DR. KAISER: Dr. Lim, does the type of lesion sway you in any way? In other words, does the baseline type of lesion influence how much fluid you’re going to tolerate or not tolerate?
DR. LIM: For eyes that have a pigment epithelial detachment (PED), I’m more aggressive and use frequent anti-VEGF injections because those eyes tend to be polypoidal choroidal eyes, which are at risk of bleeding and are generally more difficult to get under control. So, I don’t like to tolerate fluid in those eyes.
I agree completely with Dr. Wolfe in that if there is intraretinal fluid (IRF), I want to resolve that fluid. If it’s an eye that doesn’t have a PED component and it has responded very nicely to an anti-VEGF, and then you see some SRF that’s not immediately threatening the foveal area and the fovea is flat, I can tolerate a little bit of that fluid. However, if that SRF starts increasing, I’ll treat. In contrast, if there is subfoveal fluid, I will most likely recommend treatment.
Q | DR. KAISER: At Cole Eye, we start our AMD patients on bevacizumab based on the Comparison of AMD Treatment Trials (CATT) study.9 We keep patients on bevacizumab, when possible. Some patients don’t do as well with bevacizumab, so we switch them to treat-and-extend with other medications. How do you manage your patients? What do you start with, and if you start with one, what makes you decide when to switch?
DR. KUPPERMANN: At UC Irvine, we have a good payor mix and I don’t have a lot of step therapy required of me. It’s case by case, but without step therapy, I tend to predominantly start with aflibercept because perhaps the intervals tend to be slightly longer,10 though admittedly, there’s not a lot of good data. The only data that ever showed anything convincing was the first year of the DRCR.net Protocol T trial,11 but that was for diabetics. There’s this implication that aflibercept may last longer.
When step therapy is required, which is mandated for about 20% of my patients, then we certainly start with bevacizumab and keep them on bevacizumab as long as it makes sense. Many of them actually stay on bevacizumab, because they do well.
I do have other patients who have been on ranibizumab for a very long time and are quite happy with it, so I use that therapy as well. I have all types of patients in whom I use different anti-VEGFs, but I would say my choice is more weighted toward aflibercept than the others.
DR. KAISER: If you look at the clinical studies, CATT, VIEW 1/2, HAWK/HARRIER, that were all head-to-head studies, none actually reported a better VA benefit of any one of these treatments over another. The studies have shown differences in durability between the drugs, but certainly not in efficacy.6,12,13
Dr. Wolfe, you’re shooting for that 12-week (q12) interval with your patients.
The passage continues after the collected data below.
#[cfg(test)]
mod tests {
    use std::sync::OnceLock;

    use super::*;
    use crate::climate::classification::classify;

    const EPSILON: f64 = 1e-6;

    fn shared() -> &'static KoppenParameterCache {
        static CACHE: OnceLock<KoppenParameterCache> = OnceLock::new();
        CACHE.get_or_init(KoppenParameterCache::build)
    }

    fn distance(a: ParameterCombination, b: ParameterCombination) -> f64 {
        let dt = (a.temperature - b.temperature) as f64;
        let dr = (a.rainfall - b.rainfall) as f64;
        let dv = (a.rainfall_variance - b.rainfall_variance) as f64;
        (dt * dt + dr * dr + dv * dv).sqrt()
    }

    #[test]
    fn test_axis_lengths_include_both_endpoints() {
        assert_eq!(ParameterAxis::TEMPERATURE.len(), 501);
        assert_eq!(ParameterAxis::RAINFALL.len(), 51);
        assert_eq!(ParameterAxis::RAINFALL_VARIANCE.len(), 21);

        let values = ParameterAxis::TEMPERATURE.values();
        assert_eq!(values[0], -20.0);
        assert_eq!(values[200], 0.0);
        assert_eq!(*values.last().unwrap(), 30.0);
    }

    #[test]
    fn test_axis_clamps_uneven_last_step() {
        let axis = ParameterAxis::new(0.0, 1.0, 0.3);
        assert_eq!(axis.values(), vec![0.0, 0.3, 0.6, 0.9, 1.0]);
    }

    #[test]
    fn test_degenerate_axis_has_one_value() {
        let axis = ParameterAxis::new(5.0, 5.0, 0.1);
        assert_eq!(axis.len(), 1);
        assert!(!axis.is_empty());
        assert_eq!(axis.values(), vec![5.0]);
        assert!(!ParameterAxis::RAINFALL.is_empty());
    }

    #[test]
    fn test_every_combination_is_bucketed() {
        let cache = shared();
        assert_eq!(cache.total_combinations(), 501 * 51 * 21);
    }

    #[test]
    fn test_every_class_is_reachable() {
        let cache = shared();
        for climate in KoppenClimate::ALL {
            assert!(cache.bucket_len(climate) > 0, "{climate} has an empty bucket");
        }
    }

    #[test]
    fn test_bucket_entries_classify_to_their_class() {
        let cache = shared();
        for climate in KoppenClimate::ALL {
            for p in cache.bucket(climate).iter() {
                let got = classify(p.temperature, p.rainfall, p.rainfall_variance, Hemisphere::Northern);
                assert_eq!(got, climate, "{p:?} in bucket {climate} classifies as {got}");
            }
        }
    }

    #[test]
    fn test_index_lookup_round_trips() {
        let cache = shared();
        for climate in KoppenClimate::ALL {
            for index in [0.0, 0.25, 0.5, 0.75, 1.0] {
                let p = cache.parameters_by_index(climate, index);
                let got = classify(p.temperature, p.rainfall, p.rainfall_variance, Hemisphere::Northern);
                assert_eq!(got, climate, "{climate} at {index}: {p:?} classifies as {got}");
            }
        }
    }

    #[test]
    fn test_interpolated_lookups_stay_in_class() {
        let cache = shared();
        for climate in KoppenClimate::ALL {
            for step in 0..=200 {
                let index = step as f64 / 200.0 + 0.0013;
                let p = cache.parameters_by_index(climate, index);
                let got = classify(p.temperature, p.rainfall, p.rainfall_variance, Hemisphere::Northern);
                assert_eq!(got, climate, "{climate} at {index}: {p:?}");
            }
        }
    }

    #[test]
    fn test_endpoints_are_exact_entries() {
        let cache = shared();
        for climate in KoppenClimate::ALL {
            let bucket = cache.bucket(climate);
            assert_eq!(cache.parameters_by_index(climate, 0.0), bucket.get(0));
            assert_eq!(cache.parameters_by_index(climate, 1.0), bucket.get(bucket.len() - 1));
            assert_eq!(cache.parameters_by_index(climate, -3.0), bucket.get(0));
            assert_eq!(cache.parameters_by_index(climate, 7.0), bucket.get(bucket.len() - 1));
        }
    }

    #[test]
    fn test_index_lookup_is_continuous() {
        let cache = shared();
        let climate = KoppenClimate::Cfb;
        let len = cache.bucket_len(climate);
        assert!(len > 2);
        // Middle of a segment, away from the snap-to-entry threshold.
        let index = (len / 2) as f64 / (len - 1) as f64 + 0.5 / (len - 1) as f64;
        let base = cache.parameters_by_index(climate, index);

        let distances: Vec<f64> = [1e-5, 1e-6, 1e-7, 1e-8]
            .into_iter()
            .map(|epsilon| distance(base, cache.parameters_by_index(climate, index + epsilon)))
            .collect();
        for pair in distances.windows(2) {
            assert!(pair[1] < pair[0], "distance did not shrink: {distances:?}");
        }
        assert!(
            distances[3] * 100.0 < distances[0],
            "distance did not vanish: {distances:?}"
        );
    }

    #[test]
    fn test_buckets_are_sorted_by_normalized_sum() {
        let cache = shared();
        for climate in [KoppenClimate::Af, KoppenClimate::BSk, KoppenClimate::Dfc] {
            let keys = cache.bucket(climate).sort_keys();
            assert!(
                keys.windows(2).all(|w| w[0] <= w[1]),
                "{climate} bucket is not sorted"
            );
        }
    }

    #[test]
    fn test_summaries_are_within_ranges() {
        let cache = shared();
        for climate in KoppenClimate::ALL {
            let (t_lo, t_hi) = cache.temperature_range(climate);
            let (r_lo, r_hi) = cache.rainfall_range(climate);
            let (v_lo, v_hi) = cache.rainfall_variance_range(climate);
            let t = cache.base_temperature(climate);
            let r = cache.base_rainfall(climate);
            let v = cache.base_rainfall_variance(climate);
            assert!(t_lo <= t && t <= t_hi, "{climate} temperature {t} outside [{t_lo}, {t_hi}]");
            assert!(r_lo <= r && r <= r_hi, "{climate} rainfall {r} outside [{r_lo}, {r_hi}]");
            assert!(v_lo <= v && v <= v_hi, "{climate} variance {v} outside [{v_lo}, {v_hi}]");
        }
        assert!(cache.base_temperature(KoppenClimate::Af) > cache.base_temperature(KoppenClimate::Ef));
    }

    #[test]
    fn test_rebuild_is_deterministic() {
        let rebuilt = KoppenParameterCache::build();
        assert_eq!(&rebuilt, shared());
    }

    #[test]
    fn test_random_parameters_are_exact_entries() {
        let cache = shared();
        let climate = KoppenClimate::Csb;
        let bucket = cache.bucket(climate);
        for seed in [0_i64, 1, 42, -7, i64::MAX] {
            let p = cache.random_parameters(climate, seed);
            assert_eq!(p, cache.random_parameters(climate, seed));
            assert!(bucket.iter().any(|e| e == p), "seed {seed} produced {p:?}");
        }
        // seed 0 -> 12345
        assert_eq!(cache.random_parameters(climate, 0), bucket.get(12_345 % bucket.len()));
    }

    /// Classifies everything as one class, leaving every other bucket empty.
    struct Everything(KoppenClimate);

    impl ClimateClassifier for Everything {
        fn classify(&self, _: f32, _: f32, _: f32, _: Hemisphere) -> KoppenClimate {
            self.0
        }
    }

    #[test]
    fn test_empty_bucket_falls_back_to_defaults() {
        let cache = KoppenParameterCache::build_with(
            &Everything(KoppenClimate::Af),
            ParameterAxis::new(0.0, 1.0, 0.5),
            ParameterAxis::new(0.0, 10.0, 10.0),
            ParameterAxis::new(0.0, 0.0, 0.1),
        );
        assert_eq!(cache.bucket_len(KoppenClimate::Af), 6);
        assert_eq!(cache.bucket_len(KoppenClimate::Et), 0);
        assert_eq!(cache.parameters_by_index(KoppenClimate::Et, 0.4), DEFAULT_PARAMETERS);
        assert_eq!(cache.random_parameters(KoppenClimate::Et, 9), DEFAULT_PARAMETERS);
        assert_eq!(cache.summary(KoppenClimate::Et), &BucketSummary::DEFAULT);
        assert_eq!(cache.rainfall_range(KoppenClimate::Et), (0.0, 500.0));
    }

    #[test]
    fn test_single_entry_bucket() {
        let cache = KoppenParameterCache::build_with(
            &Everything(KoppenClimate::Dfb),
            ParameterAxis::new(3.0, 3.0, 0.1),
            ParameterAxis::new(50.0, 50.0, 10.0),
            ParameterAxis::new(0.0, 0.0, 0.1),
        );
        let only = ParameterCombination::new(3.0, 50.0, 0.0);
        assert_eq!(cache.bucket_len(KoppenClimate::Dfb), 1);
        assert_eq!(cache.parameters_by_index(KoppenClimate::Dfb, 0.7), only);
        assert_eq!(cache.summary(KoppenClimate::Dfb).mean, only);
    }

    #[test]
    fn test_lerp_midpoint() {
        let a = ParameterCombination::new(0.0, 100.0, -1.0);
        let b = ParameterCombination::new(10.0, 200.0, 1.0);
        let mid = a.lerp(b, 0.5);
        assert!((mid.temperature as f64 - 5.0).abs() < EPSILON);
        assert!((mid.rainfall as f64 - 150.0).abs() < EPSILON);
        assert!(mid.rainfall_variance.abs() < 1e-6);
    }
}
Are you able to achieve this with bevacizumab and ranibizumab, or are you doing this in general with aflibercept and brolucizumab?
DR. WOLFE: My approach includes a little of everything. I tend to start my patients on bevacizumab unless they have a strong preference otherwise. I definitely have fewer patients at q12 on bevacizumab than I do on ranibizumab and aflibercept. I agree with Dr. Kuppermann in that I feel like there may be longer duration with aflibercept. Currently, we are not using brolucizumab in our practice.
DR. KAISER: Dr. Lim, what are your top two choices to get patients to q12 intervals, and do you ever push even longer, perhaps to 16-week (q16) or longer intervals?
DR. LIM: I like to use aflibercept predominantly if the patient presents with a PED component. I believe it actually gets the retina flatter in a shorter amount of time. However, because of the rare inflammatory reaction that can occur—I’ve had two patients have that happen—I prefer not to start with aflibercept every single time. I would start with either ranibizumab or bevacizumab. There are some insurance mandates here that also require us to sometimes start with aflibercept, while others require we start with bevacizumab.
In terms of q12, I can actually get some patients on a q12 interval with ranibizumab or aflibercept more often than with bevacizumab. There are some patients who are able to go longer than 12 weeks on the treat-and-observe regimen and may not need an injection for a while. I have not tried brolucizumab. It was going to be a part of our formulary but then the inflammatory problems arose and we’re holding off on using it for now.
DR. WOLFE: For patients who do well at q12, I move to PRN. If they come back with fluid on the next visit, I will treat them and then keep them at the 14- to 16-week range, so I will go longer than q12 in the select patient.
DR. KAISER: And when you switch to PRN at that extended interval, do you keep the q12 PRN, or do you actually switch back to a monthly visit schedule to make sure they are not leaking?
DR. WOLFE: I switch back to monthly. If I’ve been giving the patient quarterly injections and they appear stable, I offer the patient the option of either an injection today and come back in another quarter, or no injection and come back in a month.
DR. KAISER: Does anyone have experience using brolucizumab?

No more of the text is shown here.